Professor Silic, based on his analysis, is explicit when saying that the organisation of the World Cup does not bring profit. “The short answer is no. Obviously, the World Cup certainly is a money-spinner. On a short term basis, considering that most cash flows will finish in FIFA bank accounts, it doesn’t make financial sense to host a football World Cup”.
Where, then, does the huge interest in winning the organisation of the World Cup come from? Not only among the countries and their joint bids to host, but also among the cities within the US that competed before FIFA to host some games?
“One would look at it and say, ‘It can’t be that complicated to do four, five, six matches in a stadium that already exists’. It’s far more complicated. It was a very proud moment for me — but also some disappointment for the cities that did not make it because of all the energy they put into it”, said John Kristick, who in 2010 led the USA’s unsuccessful bid to host the World Cup in 2022, and then the new bid for 2026, which was successful.

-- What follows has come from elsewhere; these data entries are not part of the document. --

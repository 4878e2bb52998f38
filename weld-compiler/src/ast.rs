use serde::{Deserialize, Serialize};

/// Position of a syntax node inside its file. Lines and columns are 1-based; a zeroed span
/// means the front-end did not record a position.
#[derive(Debug, Clone, Copy, PartialEq, Eq, Hash, Default, Serialize, Deserialize)]
pub struct SourceSpan {
    pub line: usize,
    pub column: usize,
    pub end_line: usize,
    pub end_column: usize,
}

impl SourceSpan {
    pub fn new(line: usize, column: usize, end_line: usize, end_column: usize) -> Self {
        Self {
            line,
            column,
            end_line,
            end_column,
        }
    }

    pub fn is_known(&self) -> bool {
        self.line != 0
    }
}
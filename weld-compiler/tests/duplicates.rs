mod common;

use common::*;
use proptest::prelude::*;
use weld_compiler::{
    check_no_duplicate_scope_and_bound_type, find_duplicate_bound_types, AnnotationDescriptor,
    AnnotationEntry, ClassDescriptor, ClassKind, ClassNode, CompilationResult, ConstantArgument,
    ConstantValue, FqName, ModuleContext, ModuleOptions, ResolvedType, ScopedContribution,
    TypeRefNode, ValueArgument,
};

const DUPLICATE_SUFFIX: &str = ". Contributing multiple times to the same scope with the same \
     bound type is forbidden and all scope - bound type combinations must be distinct.";

fn binding(scope: &str, bound_type: Option<&str>, line: usize) -> AnnotationEntry {
    let mut arguments = vec![ValueArgument::named("scope", class_literal(scope))];
    if let Some(bound_type) = bound_type {
        arguments.push(ValueArgument::named("boundType", class_literal(bound_type)));
    }
    entry("ContributesBinding", arguments, line)
}

fn contributing(name: &str, super_types: &[&str], annotations: Vec<AnnotationEntry>) -> ClassNode {
    let mut node = ClassNode::new(name, ClassKind::Class);
    node.super_types = super_types.iter().map(|name| TypeRefNode::simple(*name)).collect();
    node.annotations = annotations;
    node.span = span(40);
    node
}

fn module_of(classes: Vec<ClassNode>) -> ModuleContext {
    let mut classes = classes;
    classes.push(ClassNode::new("Repository", ClassKind::Interface));
    classes.push(ClassNode::new("Cache", ClassKind::Interface));
    ModuleContext::new(
        ModuleOptions::default(),
        vec![file_with("src/main/kotlin/app/Contributions.kt", classes)],
        library_symbols(),
    )
}

fn check(module: &ModuleContext, name: &str) -> CompilationResult<()> {
    let class = class(module, name);
    let annotations = class.annotations();
    class.check_no_duplicate_scope_and_bound_type(&annotations)
}

#[test]
fn same_scope_with_different_bound_types_is_allowed() {
    let module = module_of(vec![contributing(
        "Both",
        &["Repository", "Cache"],
        vec![
            binding("AppScope", Some("Repository"), 1),
            binding("AppScope", Some("Cache"), 2),
        ],
    )]);
    check(&module, "app.Both").expect("distinct bound types are fine");
}

#[test]
fn explicit_and_implicit_bound_types_are_distinct() {
    let module = module_of(vec![contributing(
        "Mixed",
        &["Repository"],
        vec![
            binding("AppScope", None, 1),
            binding("AppScope", Some("Repository"), 2),
        ],
    )]);
    check(&module, "app.Mixed").expect("an absent bound type only matches another absent one");
}

#[test]
fn different_scopes_with_the_same_bound_type_are_allowed() {
    let module = module_of(vec![contributing(
        "Scoped",
        &["Repository"],
        vec![
            binding("AppScope", Some("Repository"), 1),
            binding("UserScope", Some("Repository"), 2),
            binding("AppScope", Some("Cache"), 3),
        ],
    )]);
    check(&module, "app.Scoped").expect("each scope binds a type once");
}

#[test]
fn duplicate_bound_types_in_one_scope_fail() {
    let module = module_of(vec![contributing(
        "Twice",
        &["Repository"],
        vec![
            binding("AppScope", Some("Repository"), 1),
            binding("AppScope", Some("Repository"), 2),
        ],
    )]);

    let error = check(&module, "app.Twice").expect_err("duplicate contribution");
    assert_eq!(
        error.message(),
        format!(
            "app.Twice contributes multiple times to the same scope using the same bound type: \
             [Repository]{DUPLICATE_SUFFIX}"
        )
    );
    let element = error.element().expect("error is located at the class");
    assert_eq!(element.description, "app.Twice");
    assert_eq!(element.span.map(|span| span.line), Some(40));
}

#[test]
fn absent_bound_types_are_named_after_the_single_supertype() {
    let module = module_of(vec![contributing(
        "Implicit",
        &["Repository"],
        vec![binding("AppScope", None, 1), binding("AppScope", None, 2)],
    )]);

    let error = check(&module, "app.Implicit").expect_err("duplicate implicit contribution");
    assert!(
        error.message().contains("bound type: [Repository]."),
        "unexpected message: {}",
        error.message()
    );
}

#[test]
fn every_conflicting_bound_type_is_listed_once_in_order() {
    let module = module_of(vec![contributing(
        "Many",
        &["Repository", "Cache"],
        vec![
            binding("AppScope", Some("Cache"), 1),
            binding("AppScope", Some("Repository"), 2),
            binding("AppScope", Some("Repository"), 3),
            binding("AppScope", Some("Cache"), 4),
            binding("AppScope", Some("Cache"), 5),
        ],
    )]);

    let error = check(&module, "app.Many").expect_err("duplicate contributions");
    assert!(
        error.message().contains("bound type: [Cache, Repository]."),
        "unexpected message: {}",
        error.message()
    );
}

#[test]
fn symbol_classes_are_checked_the_same_way() {
    let mut symbols = library_symbols();
    symbols.insert(ClassDescriptor::new("lib", "Repository", ClassKind::Interface));
    let mut descriptor = ClassDescriptor::new("lib", "RealRepository", ClassKind::Class);
    descriptor.super_types.push(ResolvedType::class("lib.Repository"));
    let contribution = AnnotationDescriptor::new(
        "weld.annotations.ContributesBinding",
        vec![ConstantArgument::new(
            "scope",
            ConstantValue::KClass(FqName::new("app.scopes.AppScope")),
        )],
    );
    descriptor.annotations = vec![contribution.clone(), contribution];
    symbols.insert(descriptor);
    let module = ModuleContext::new(ModuleOptions::default(), Vec::new(), symbols);

    let error = check(&module, "lib.RealRepository").expect_err("duplicate contribution");
    assert!(error
        .message()
        .starts_with("lib.RealRepository contributes multiple times to the same scope using the same bound type: [Repository]."));
    assert_eq!(error.element().and_then(|element| element.path.clone()), None);
}

#[test]
fn missing_scopes_surface_as_errors() {
    let module = module_of(vec![contributing(
        "Unscoped",
        &["Repository"],
        vec![
            entry("ContributesBinding", Vec::new(), 1),
            entry("ContributesBinding", Vec::new(), 2),
        ],
    )]);

    let error = check(&module, "app.Unscoped").expect_err("scope is required");
    assert_eq!(
        error.message(),
        "Couldn't find scope for weld.annotations.ContributesBinding."
    );
}

#[derive(Debug, Clone)]
struct Usage {
    scope: u8,
    bound_type: Option<u8>,
}

impl ScopedContribution for Usage {
    type Scope = u8;
    type BoundType = u8;

    fn scope(&self) -> CompilationResult<u8> {
        Ok(self.scope)
    }

    fn bound_type_or_null(&self) -> Option<u8> {
        self.bound_type
    }
}

fn usage() -> impl Strategy<Value = Usage> {
    (0u8..4, proptest::option::of(0u8..4)).prop_map(|(scope, bound_type)| Usage { scope, bound_type })
}

proptest! {
    /// Inputs the early exits skip never contain a violation.
    #[test]
    fn short_inputs_never_violate(usages in proptest::collection::vec(usage(), 0..2)) {
        prop_assert_eq!(find_duplicate_bound_types(&usages).expect("scopes resolve"), None);
    }

    /// Two usages with different scopes never violate, whatever their bound types.
    #[test]
    fn two_scopes_never_violate(first in usage(), second in usage()) {
        prop_assume!(first.scope != second.scope);
        prop_assert_eq!(
            find_duplicate_bound_types(&[first, second]).expect("scopes resolve"),
            None
        );
    }

    /// A violation is reported exactly when some scope repeats a bound type.
    #[test]
    fn violations_match_a_naive_pairwise_check(usages in proptest::collection::vec(usage(), 0..8)) {
        let expected = usages.iter().enumerate().any(|(index, usage)| {
            usages[index + 1..]
                .iter()
                .any(|other| other.scope == usage.scope && other.bound_type == usage.bound_type)
        });
        let result = check_no_duplicate_scope_and_bound_type(&usages, "app.Generated", |bound| {
            format!("{bound:?}")
        });
        prop_assert_eq!(result.is_err(), expected);
    }
}
use std::cell::{Cell, RefCell};
use std::collections::HashMap;
use std::rc::Rc;

use tracing::debug;

use crate::error::{CompilationError, CompilationResult};
use crate::names::FqName;
use crate::options::ModuleOptions;
use crate::reference::{ClassData, ClassKey, ClassReference, ClassSource, SyntaxClassKey};
use crate::symbols::SymbolTable;
use crate::syntax::{ClassNode, SyntaxFile};

/// How often each memoized collection was computed. Apart from `type_scopes`, every counter
/// grows at most once per reference, however often the accessor is called.
#[derive(Debug, Clone, Copy, Default, PartialEq, Eq)]
pub struct ResolutionCounts {
    pub class_references: usize,
    pub super_types: usize,
    pub functions: usize,
    pub constructors: usize,
    pub properties: usize,
    pub parameters: usize,
    pub annotations: usize,
    pub annotation_arguments: usize,
    /// Import scopes built for resolving syntax type usages.
    pub type_scopes: usize,
}

/// One compilation module: both front-end inputs plus every cache derived from them. Caches are
/// write-once and live exactly as long as the module. Hosts compiling several modules at the
/// same time create one context per module.
pub struct ModuleContext {
    options: ModuleOptions,
    files: Vec<SyntaxFile>,
    symbols: SymbolTable,
    syntax_index: HashMap<FqName, SyntaxClassKey>,
    syntax_order: Vec<SyntaxClassKey>,
    class_cache: RefCell<HashMap<ClassKey, Rc<ClassData>>>,
    counts: Cell<ResolutionCounts>,
}

impl ModuleContext {
    pub fn new(options: ModuleOptions, files: Vec<SyntaxFile>, symbols: SymbolTable) -> Self {
        let mut syntax_index = HashMap::new();
        let mut syntax_order = Vec::new();
        for (file_index, file) in files.iter().enumerate() {
            for (class_index, class) in file.classes.iter().enumerate() {
                index_class(
                    &mut syntax_index,
                    &mut syntax_order,
                    file_index,
                    vec![class_index],
                    &file.package,
                    class,
                );
            }
        }
        debug!(
            module = %options.module_name,
            files = files.len(),
            syntax_classes = syntax_order.len(),
            descriptors = symbols.len(),
            "created module context"
        );

        Self {
            options,
            files,
            symbols,
            syntax_index,
            syntax_order,
            class_cache: RefCell::new(HashMap::new()),
            counts: Cell::new(ResolutionCounts::default()),
        }
    }

    pub fn name(&self) -> &str {
        &self.options.module_name
    }

    pub fn options(&self) -> &ModuleOptions {
        &self.options
    }

    pub fn files(&self) -> &[SyntaxFile] {
        &self.files
    }

    pub fn symbols(&self) -> &SymbolTable {
        &self.symbols
    }

    pub fn resolution_counts(&self) -> ResolutionCounts {
        self.counts.get()
    }

    pub(crate) fn record(&self, update: impl FnOnce(&mut ResolutionCounts)) {
        let mut counts = self.counts.get();
        update(&mut counts);
        self.counts.set(counts);
    }

    pub fn class_exists(&self, fq_name: &FqName) -> bool {
        self.syntax_index.contains_key(fq_name) || self.symbols.contains(fq_name)
    }

    /// Looks up a class by name, preferring a declaration in this module's sources over a
    /// descriptor.
    pub fn class_reference_or_null(&self, fq_name: &FqName) -> Option<ClassReference<'_>> {
        self.syntax_class_reference_or_null(fq_name)
            .or_else(|| self.symbol_class_reference_or_null(fq_name))
    }

    pub fn class_reference(&self, fq_name: &FqName) -> CompilationResult<ClassReference<'_>> {
        self.class_reference_or_null(fq_name)
            .ok_or_else(|| CompilationError::new(format!("Couldn't resolve class {fq_name}.")))
    }

    pub fn syntax_class_reference_or_null(&self, fq_name: &FqName) -> Option<ClassReference<'_>> {
        let key = self.syntax_index.get(fq_name)?.clone();
        self.class_for_key(ClassKey::Syntax(key), fq_name)
    }

    pub fn symbol_class_reference_or_null(&self, fq_name: &FqName) -> Option<ClassReference<'_>> {
        if !self.symbols.contains(fq_name) {
            return None;
        }
        self.class_for_key(ClassKey::Symbol(fq_name.clone()), fq_name)
    }

    /// Every class declared in the module's sources, nested classes included, in declaration
    /// order.
    pub fn syntax_classes(&self) -> impl Iterator<Item = ClassReference<'_>> + '_ {
        self.syntax_order.iter().filter_map(|key| {
            let (_, chain) = self.syntax_chain(key)?;
            let (fq_name, _) = chain.last()?;
            self.class_for_key(ClassKey::Syntax(key.clone()), fq_name)
        })
    }

    pub(crate) fn class_for_key(&self, key: ClassKey, fq_name: &FqName) -> Option<ClassReference<'_>> {
        let source = self.class_source(&key)?;
        let data = self
            .class_cache
            .borrow_mut()
            .entry(key)
            .or_insert_with_key(|key| {
                self.record(|counts| counts.class_references += 1);
                debug!(class = %fq_name, syntax = matches!(key, ClassKey::Syntax(_)), "created class reference");
                Rc::new(ClassData::new(fq_name.clone(), key.clone()))
            })
            .clone();
        Some(ClassReference::new(self, data, source))
    }

    fn class_source(&self, key: &ClassKey) -> Option<ClassSource<'_>> {
        match key {
            ClassKey::Syntax(key) => {
                let file = self.files.get(key.file)?;
                let node = class_at(&file.classes, &key.path)?;
                Some(ClassSource::Syntax { file, node })
            }
            ClassKey::Symbol(fq_name) => self.symbols.get(fq_name).map(ClassSource::Symbol),
        }
    }

    /// The file of a syntax class and the classes enclosing it, outermost first, ending with
    /// the class itself.
    pub(crate) fn syntax_chain(
        &self,
        key: &SyntaxClassKey,
    ) -> Option<(&SyntaxFile, Vec<(FqName, &ClassNode)>)> {
        let file = self.files.get(key.file)?;
        let mut chain = Vec::with_capacity(key.path.len());
        let mut fq_name = file.package.clone();
        let mut classes = &file.classes;
        for &index in &key.path {
            let node = classes.get(index)?;
            fq_name = fq_name.child(&node.name);
            chain.push((fq_name.clone(), node));
            classes = &node.nested;
        }
        Some((file, chain))
    }
}

fn class_at<'a>(classes: &'a [ClassNode], path: &[usize]) -> Option<&'a ClassNode> {
    let (first, rest) = path.split_first()?;
    let node = classes.get(*first)?;
    if rest.is_empty() {
        Some(node)
    } else {
        class_at(&node.nested, rest)
    }
}

fn index_class(
    index: &mut HashMap<FqName, SyntaxClassKey>,
    order: &mut Vec<SyntaxClassKey>,
    file: usize,
    path: Vec<usize>,
    parent: &FqName,
    class: &ClassNode,
) {
    let fq_name = parent.child(&class.name);
    let key = SyntaxClassKey {
        file,
        path: path.clone(),
    };
    if index.contains_key(&fq_name) {
        debug!(class = %fq_name, "ignoring redeclared class");
    } else {
        index.insert(fq_name.clone(), key.clone());
        order.push(key);
    }

    for (nested_index, nested) in class.nested.iter().enumerate() {
        let mut nested_path = path.clone();
        nested_path.push(nested_index);
        index_class(index, order, file, nested_path, &fq_name, nested);
    }
}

Fans - an important profit generator
One of the important financial motives for organising the World Cup is the fans. In the structure of their expenses, a larger part (about 60%) is for the economy of the city where they will stay and follow the matches - about 40% for accommodation and about 20% for food, socialising, transport, and souvenirs. The remaining fan budget will be taken by FIFA (about 15% for tickets) and international and domestic air transport (25%). The blog dedicated to international fans World Cup Guide, which analyses the costs of the last five World Cups, calculated that for a ten-day stay in Qatar the budget was about 6,000 USD.
If it is taken into account that 1 to 1.2 million foreign guests stayed in Qatar during the World Cup, profit from the fans reached 6-7 billion USD. That potential financial resource was certainly in the minds of American, Canadian and Mexican cities when they raced to get permission from FIFA to host at least a few matches at the 2026 World Cup.
Each of the cities also counts on the support of public funds, both local and state. Toronto, for example, expects the governments of Ontario and Canada to cover as much as two-thirds of the total costs of about 300 million dollars, which will be the cost of the preparation for five games in this city in 2026. Of course, there are also the city's investments in sports infrastructure, transportation, traffic management, local policing and emergency services.
Despite strict financial analyses, the World Cup is still a profitable business. The demand for it does not decrease. It is constantly growing. The indirect financial effects for each organiser are undoubtedly large and long-term. Five billion viewers worldwide, according to FIFA chief Gianni Infantino, is an audience that no other sporting event, including the Olympics, can even come close to securing. Few figures can express the profit from the "warm" emotions that the World Cup stirs every four years.
One of the winners in the race to host the 2026 soccer games, Dallas Sports Commission CEO Monica Paul, describes how important it is to host the world's best soccer: “I’ve been here 14 years in December, and I still go out and tell people who I am and what I do. And people will come up to me afterward and tell me in 1994 when Dallas hosted the World Cup what street corner they were on, what they were doing, what was happening in their lives, how there were signs in Spanish and English and the impact that had on people. The sky’s the limit in terms of what hosting a World Cup final could be for us.”